§ Task directions: Every line from the one with "let ordering: Box<dyn" to the one with "per normalized address.", including those two, is to be copied exactly; all other lines of the entries below are left out.

§ Supplied information:
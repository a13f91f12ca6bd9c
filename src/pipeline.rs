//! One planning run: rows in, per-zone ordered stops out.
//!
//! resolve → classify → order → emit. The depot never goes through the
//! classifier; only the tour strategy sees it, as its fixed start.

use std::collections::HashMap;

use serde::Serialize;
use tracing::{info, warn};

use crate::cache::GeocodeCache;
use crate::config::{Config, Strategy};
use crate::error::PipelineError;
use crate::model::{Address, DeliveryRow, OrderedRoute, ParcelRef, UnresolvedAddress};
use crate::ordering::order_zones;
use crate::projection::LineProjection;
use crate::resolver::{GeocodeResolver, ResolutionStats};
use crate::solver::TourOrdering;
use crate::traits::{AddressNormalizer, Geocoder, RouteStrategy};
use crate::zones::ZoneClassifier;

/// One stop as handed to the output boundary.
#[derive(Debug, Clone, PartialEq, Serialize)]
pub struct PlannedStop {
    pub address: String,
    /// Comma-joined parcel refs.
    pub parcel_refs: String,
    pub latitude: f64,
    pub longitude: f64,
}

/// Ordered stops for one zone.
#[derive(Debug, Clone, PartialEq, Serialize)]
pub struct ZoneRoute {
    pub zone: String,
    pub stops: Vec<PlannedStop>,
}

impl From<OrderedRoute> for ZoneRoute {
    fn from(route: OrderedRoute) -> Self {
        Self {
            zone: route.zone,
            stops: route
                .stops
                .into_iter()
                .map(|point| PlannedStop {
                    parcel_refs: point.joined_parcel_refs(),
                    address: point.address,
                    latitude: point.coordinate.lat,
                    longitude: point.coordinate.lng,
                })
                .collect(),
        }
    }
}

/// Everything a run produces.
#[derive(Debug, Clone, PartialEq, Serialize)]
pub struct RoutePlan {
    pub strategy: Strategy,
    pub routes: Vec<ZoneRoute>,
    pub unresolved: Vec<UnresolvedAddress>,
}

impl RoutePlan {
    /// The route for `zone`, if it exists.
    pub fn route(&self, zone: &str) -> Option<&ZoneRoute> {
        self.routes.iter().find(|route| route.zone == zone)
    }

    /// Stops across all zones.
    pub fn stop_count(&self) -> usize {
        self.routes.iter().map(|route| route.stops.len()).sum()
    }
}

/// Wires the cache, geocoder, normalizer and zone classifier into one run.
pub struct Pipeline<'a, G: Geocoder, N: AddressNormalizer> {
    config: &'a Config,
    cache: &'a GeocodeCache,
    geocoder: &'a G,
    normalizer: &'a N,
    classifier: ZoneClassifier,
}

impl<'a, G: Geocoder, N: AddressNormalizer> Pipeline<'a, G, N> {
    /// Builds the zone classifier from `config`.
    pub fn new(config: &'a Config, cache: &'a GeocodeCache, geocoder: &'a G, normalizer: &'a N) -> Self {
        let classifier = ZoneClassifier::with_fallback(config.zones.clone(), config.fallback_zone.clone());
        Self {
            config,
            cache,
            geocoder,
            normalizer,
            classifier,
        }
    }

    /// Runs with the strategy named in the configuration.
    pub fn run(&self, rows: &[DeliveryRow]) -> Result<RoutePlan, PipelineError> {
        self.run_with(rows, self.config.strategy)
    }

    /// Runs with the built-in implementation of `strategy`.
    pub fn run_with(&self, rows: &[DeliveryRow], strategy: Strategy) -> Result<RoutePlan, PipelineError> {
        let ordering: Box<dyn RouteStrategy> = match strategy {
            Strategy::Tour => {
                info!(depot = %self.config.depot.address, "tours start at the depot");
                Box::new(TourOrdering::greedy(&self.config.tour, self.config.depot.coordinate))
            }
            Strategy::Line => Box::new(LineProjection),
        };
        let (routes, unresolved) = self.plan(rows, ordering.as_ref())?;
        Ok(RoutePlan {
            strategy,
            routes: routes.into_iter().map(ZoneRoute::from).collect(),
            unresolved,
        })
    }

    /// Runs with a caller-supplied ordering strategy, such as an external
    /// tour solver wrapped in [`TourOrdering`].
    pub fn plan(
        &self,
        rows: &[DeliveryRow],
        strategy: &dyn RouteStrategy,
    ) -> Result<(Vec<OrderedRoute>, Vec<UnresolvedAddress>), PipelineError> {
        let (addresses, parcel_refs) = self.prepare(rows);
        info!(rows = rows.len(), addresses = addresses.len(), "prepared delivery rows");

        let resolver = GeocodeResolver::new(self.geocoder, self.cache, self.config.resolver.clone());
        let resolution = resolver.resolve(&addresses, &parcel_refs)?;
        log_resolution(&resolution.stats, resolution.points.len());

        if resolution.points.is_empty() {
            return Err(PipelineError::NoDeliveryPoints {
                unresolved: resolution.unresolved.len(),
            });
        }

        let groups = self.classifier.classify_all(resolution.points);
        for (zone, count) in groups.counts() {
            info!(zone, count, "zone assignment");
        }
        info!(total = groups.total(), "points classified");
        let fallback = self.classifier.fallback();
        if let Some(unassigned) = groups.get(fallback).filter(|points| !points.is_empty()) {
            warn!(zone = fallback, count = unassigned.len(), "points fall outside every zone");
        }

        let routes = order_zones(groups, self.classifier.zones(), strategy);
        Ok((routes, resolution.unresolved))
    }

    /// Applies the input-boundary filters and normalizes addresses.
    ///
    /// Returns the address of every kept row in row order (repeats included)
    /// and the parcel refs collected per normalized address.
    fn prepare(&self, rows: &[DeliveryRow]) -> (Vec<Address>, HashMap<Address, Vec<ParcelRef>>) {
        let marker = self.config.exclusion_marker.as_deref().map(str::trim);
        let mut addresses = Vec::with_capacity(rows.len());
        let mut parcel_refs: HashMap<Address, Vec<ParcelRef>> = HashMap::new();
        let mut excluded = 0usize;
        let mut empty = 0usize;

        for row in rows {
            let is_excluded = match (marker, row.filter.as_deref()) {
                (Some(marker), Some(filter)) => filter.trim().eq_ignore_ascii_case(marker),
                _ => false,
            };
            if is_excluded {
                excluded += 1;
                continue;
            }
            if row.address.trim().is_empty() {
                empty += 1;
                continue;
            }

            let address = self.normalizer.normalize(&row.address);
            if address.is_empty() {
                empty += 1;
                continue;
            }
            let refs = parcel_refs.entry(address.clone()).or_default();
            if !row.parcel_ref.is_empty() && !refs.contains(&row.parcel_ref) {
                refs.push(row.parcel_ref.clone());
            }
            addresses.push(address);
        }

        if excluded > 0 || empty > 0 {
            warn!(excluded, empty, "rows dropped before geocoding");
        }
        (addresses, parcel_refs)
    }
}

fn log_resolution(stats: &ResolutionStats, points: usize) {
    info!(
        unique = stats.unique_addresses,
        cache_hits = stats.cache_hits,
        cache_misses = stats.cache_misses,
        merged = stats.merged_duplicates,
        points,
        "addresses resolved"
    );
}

§ Written response:
        let ordering: Box<dyn RouteStrategy> = match strategy {
            Strategy::Tour => {
                info!(depot = %self.config.depot.address, "tours start at the depot");
                Box::new(TourOrdering::greedy(&self.config.tour, self.config.depot.coordinate))
            }
            Strategy::Line => Box::new(LineProjection),
        };
        let (routes, unresolved) = self.plan(rows, ordering.as_ref())?;
        Ok(RoutePlan {
            strategy,
            routes: routes.into_iter().map(ZoneRoute::from).collect(),
            unresolved,
        })
    }

    /// Runs with a caller-supplied ordering strategy, such as an external
    /// tour solver wrapped in [`TourOrdering`].
    pub fn plan(
        &self,
        rows: &[DeliveryRow],
        strategy: &dyn RouteStrategy,
    ) -> Result<(Vec<OrderedRoute>, Vec<UnresolvedAddress>), PipelineError> {
        let (addresses, parcel_refs) = self.prepare(rows);
        info!(rows = rows.len(), addresses = addresses.len(), "prepared delivery rows");

        let resolver = GeocodeResolver::new(self.geocoder, self.cache, self.config.resolver.clone());
        let resolution = resolver.resolve(&addresses, &parcel_refs)?;
        log_resolution(&resolution.stats, resolution.points.len());

        if resolution.points.is_empty() {
            return Err(PipelineError::NoDeliveryPoints {
                unresolved: resolution.unresolved.len(),
            });
        }

        let groups = self.classifier.classify_all(resolution.points);
        for (zone, count) in groups.counts() {
            info!(zone, count, "zone assignment");
        }
        info!(total = groups.total(), "points classified");
        let fallback = self.classifier.fallback();
        if let Some(unassigned) = groups.get(fallback).filter(|points| !points.is_empty()) {
            warn!(zone = fallback, count = unassigned.len(), "points fall outside every zone");
        }

        let routes = order_zones(groups, self.classifier.zones(), strategy);
        Ok((routes, resolution.unresolved))
    }

    /// Applies the input-boundary filters and normalizes addresses.
    ///
    /// Returns the address of every kept row in row order (repeats included)
    /// and the parcel refs collected per normalized address.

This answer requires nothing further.